Personal information
- Born: May 21, 1993 (age 32)
- Nationality: American
- Listed height: 6 ft 5 in (1.96 m)
- Listed weight: 195 lb (88 kg)

Career information
- High school: Union (Camas, Washington);
- College: BYU (2015–2016); Boston College (2016–2019);
- NBA draft: 2019: undrafted
- Playing career: 2019–present
- Position: Shooting guard

Career history
- 2019–2020: Sibiu
- 2021: Taoyuan Pilots
- 2021–2022: Tainan TSG GhostHawks

Career highlights
- Washington Mr. Basketball (2012);

= Jordan Chatman =

American basketball player (born 1993)

Jordan Reid Chatman (born May 21, 1993) is an American professional basketball player. Chatman played college basketball for Boston College Eagles and Brigham Young University and in high school was named Washington Mr. Basketball in 2012.

==High school career==
Chatman grew up in Vancouver, Washington and attended Skyview High School before transferring to Union High School in 2010. As a senior in 2011–12, he averaged 20.7 points, 6.3 rebounds, 2.7 assists, and 1.9 steals per game, leading the team to a 21–8 record and third place finish in the state tournament. He averaged 27 points per game during the tournament run and hit a fullcourt shot as time expired in the state semifinals, earning tournament MVP honors. Chatman won the 2012 Washington Boys Basketball Gatorade Player of the Year award. He signed a national letter of intent to play at BYU. He chose BYU over scholarship offers from Washington State, Stanford, Oregon State, Boston College, Utah and Utah State.

==College career==
After completing his missionary service, Chatman attended Brigham Young University and took a redshirt as a true freshman in the 2014–15 season to recover from an injury.

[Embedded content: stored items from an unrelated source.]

//! Shared fixtures for the logai crates: a schema-initialised SQLite
//! database on a temp file and builders for typical error log events.

use chrono::{DateTime, Utc};
use logai_types::{LogEvent, LogLevel, SourceLocation};
use rusqlite::Connection;
use std::path::{Path, PathBuf};
use tempfile::TempDir;

const SCHEMA_SQL: &str = include_str!("../../logai-storage/migrations/0001_init.sql");

/// A file-backed database in its own temp directory. The directory lives as
/// long as the `TestDb`, so connections opened via [`TestDb::open`] keep
/// working while it is held.
pub struct TestDb {
    conn: Connection,
    dir: TempDir,
}

impl TestDb {
    pub fn new() -> Self {
        let dir = tempfile::tempdir().expect("failed to create temp dir");
        let conn = Connection::open(dir.path().join("logai.db")).expect("failed to open test db");
        conn.pragma_update(None, "foreign_keys", true)
            .expect("failed to enable foreign keys");
        conn.execute_batch(SCHEMA_SQL)
            .expect("failed to apply schema");
        conn.pragma_update(None, "user_version", 1)
            .expect("failed to set schema version");
        Self { conn, dir }
    }

    pub fn conn(&self) -> &Connection {
        &self.conn
    }

    pub fn path(&self) -> PathBuf {
        self.dir.path().join("logai.db")
    }

    /// Another connection to the same file.
    pub fn open(&self) -> Connection {
        let conn = Connection::open(self.path()).expect("failed to reopen test db");
        conn.pragma_update(None, "foreign_keys", true)
            .expect("failed to enable foreign keys");
        conn
    }

    /// Hands out the connection. The backing file is kept on disk (the temp
    /// directory is leaked) so the connection stays valid for the test.
    pub fn into_connection(self) -> Connection {
        let _ = self.dir.keep();
        self.conn
    }

    pub fn dir(&self) -> &Path {
        self.dir.path()
    }
}

impl Default for TestDb {
    fn default() -> Self {
        Self::new()
    }
}

/// A plain ERROR event without exception details.
pub fn error_event(timestamp: DateTime<Utc>, message: &str) -> LogEvent {
    LogEvent::new(timestamp, LogLevel::Error, message)
}

/// An ERROR event carrying an exception class and a stack trace whose
/// topmost frame is `frame` (e.g. `com.acme.OrderService.place(OrderService.java:42)`).
pub fn exception_event(
    timestamp: DateTime<Utc>,
    exception_class: &str,
    frame: &str,
    message: &str,
) -> LogEvent {
    let mut event = LogEvent::new(timestamp, LogLevel::Error, message);
    event.exception_class = Some(exception_class.to_string());
    event.stack_trace = Some(java_stack(exception_class, message, &[frame]));
    event
}

/// Same as [`exception_event`] but with a caller-provided location.
pub fn located_event(
    timestamp: DateTime<Utc>,
    exception_class: &str,
    location: SourceLocation,
    message: &str,
) -> LogEvent {
    let mut event = LogEvent::new(timestamp, LogLevel::Error, message);
    event.exception_class = Some(exception_class.to_string());
    event.location = location;
    event
}

/// Renders a Java-style stack trace: the header line followed by one
/// `\tat <frame>` line per frame.
pub fn java_stack(exception_class: &str, message: &str, frames: &[&str]) -> String {
    let mut out = format!("{}: {}", exception_class, message);
    for frame in frames {
        out.push_str("\n\tat ");
        out.push_str(frame);
    }
    out
}

/// Unified diff that passes grammar validation.
pub const VALID_DIFF: &str = "--- a/src/main/java/com/acme/OrderService.java
+++ b/src/main/java/com/acme/OrderService.java
@@ -40,3 +40,5 @@
     public void place(Order order) {
-        order.getCustomer().notify();
+        if (order.getCustomer() != null) {
+            order.getCustomer().notify();
+        }
     }
";
use axum::Json;
use axum::http::StatusCode;
use axum::response::{IntoResponse, Response};
use logai_types::{ErrorKind, TriageError};
use tracing::error;

/// A failed request. Renders as `{success: false, error, kind}`.
#[derive(Debug)]
pub struct ApiError(pub TriageError);

pub type ApiResult<T> = Result<T, ApiError>;

impl From<TriageError> for ApiError {
    fn from(err: TriageError) -> Self {
        ApiError(err)
    }
}

pub fn status_for(kind: ErrorKind) -> StatusCode {
    match kind {
        ErrorKind::NotFound => StatusCode::NOT_FOUND,
        ErrorKind::PreconditionFailed => StatusCode::PRECONDITION_FAILED,
        ErrorKind::ConcurrencyConflict => StatusCode::CONFLICT,
        ErrorKind::UpstreamUnavailable => StatusCode::SERVICE_UNAVAILABLE,
        ErrorKind::InvalidArtifact => StatusCode::UNPROCESSABLE_ENTITY,
        ErrorKind::Validation => StatusCode::BAD_REQUEST,
        ErrorKind::Cancelled => StatusCode::REQUEST_TIMEOUT,
        ErrorKind::Storage => StatusCode::INTERNAL_SERVER_ERROR,
    }
}

impl IntoResponse for ApiError {
    fn into_response(self) -> Response {
        let kind = self.0.kind();
        let status = status_for(kind);
        if kind == ErrorKind::Storage {
            error!("Request failed: {}", self.0);
        }
        let body = serde_json::json!({
            "success": false,
            "error": self.0.to_string(),
            "kind": kind.as_str(),
        });
        (status, Json(body)).into_response()
    }
}
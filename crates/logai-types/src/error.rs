use serde::Serialize;
use thiserror::Error;

/// Stable, machine-readable category for a [`TriageError`].
#[derive(Debug, Clone, Copy, PartialEq, Eq, Serialize)]
#[serde(rename_all = "snake_case")]
pub enum ErrorKind {
    NotFound,
    PreconditionFailed,
    ConcurrencyConflict,
    UpstreamUnavailable,
    InvalidArtifact,
    Validation,
    Cancelled,
    Storage,
}

impl ErrorKind {
    pub fn as_str(self) -> &'static str {
        match self {
            ErrorKind::NotFound => "not_found",
            ErrorKind::PreconditionFailed => "precondition_failed",
            ErrorKind::ConcurrencyConflict => "concurrency_conflict",
            ErrorKind::UpstreamUnavailable => "upstream_unavailable",
            ErrorKind::InvalidArtifact => "invalid_artifact",
            ErrorKind::Validation => "validation",
            ErrorKind::Cancelled => "cancelled",
            ErrorKind::Storage => "storage",
        }
    }
}

#[derive(Debug, Clone, PartialEq, Eq, Error)]
pub enum TriageError {
    #[error("{entity} '{id}' not found")]
    NotFound { entity: &'static str, id: String },

    #[error("precondition failed: {0}")]
    PreconditionFailed(String),

    #[error("{kind} already in progress for cluster '{cluster_id}'")]
    ConcurrencyConflict { cluster_id: String, kind: String },

    #[error("upstream unavailable: {0}")]
    UpstreamUnavailable(String),

    #[error("invalid artifact: {0}")]
    InvalidArtifact(String),

    #[error("validation error: {0}")]
    Validation(String),

    #[error("cancelled: {0}")]
    Cancelled(String),

    #[error("storage error: {0}")]
    Storage(String),
}

impl TriageError {
    pub fn not_found(entity: &'static str, id: impl Into<String>) -> Self {
        TriageError::NotFound {
            entity,
            id: id.into(),
        }
    }

    pub fn kind(&self) -> ErrorKind {
        match self {
            TriageError::NotFound { .. } => ErrorKind::NotFound,
            TriageError::PreconditionFailed(_) => ErrorKind::PreconditionFailed,
            TriageError::ConcurrencyConflict { .. } => ErrorKind::ConcurrencyConflict,
            TriageError::UpstreamUnavailable(_) => ErrorKind::UpstreamUnavailable,
            TriageError::InvalidArtifact(_) => ErrorKind::InvalidArtifact,
            TriageError::Validation(_) => ErrorKind::Validation,
            TriageError::Cancelled(_) => ErrorKind::Cancelled,
            TriageError::Storage(_) => ErrorKind::Storage,
        }
    }

    /// Only upstream outages are worth another attempt.
    pub fn is_retryable(&self) -> bool {
        matches!(self, TriageError::UpstreamUnavailable(_))
    }
}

As a redshirt freshman, Chatman averaged 2.6 points and 1.0 rebounds per game, shooting 18-of-53 from long range and helping BYU compile a 26–11 record and reach the NIT semifinals. On January 14, 2016, Chatman played big minutes, helping the Cougars beat the #25 ranked Gonzaga Bulldogs. After the season, Chatman decided to transfer and did not have to sit out a season since he graduated early from BYU. He was accepted into the BYU Law School but was no allowed to play basketball, so he transferred to play for the Boston College Eagles. Chatman chose Boston College after family friend Alex Kline recommended him to Eagles coach Jim Christian.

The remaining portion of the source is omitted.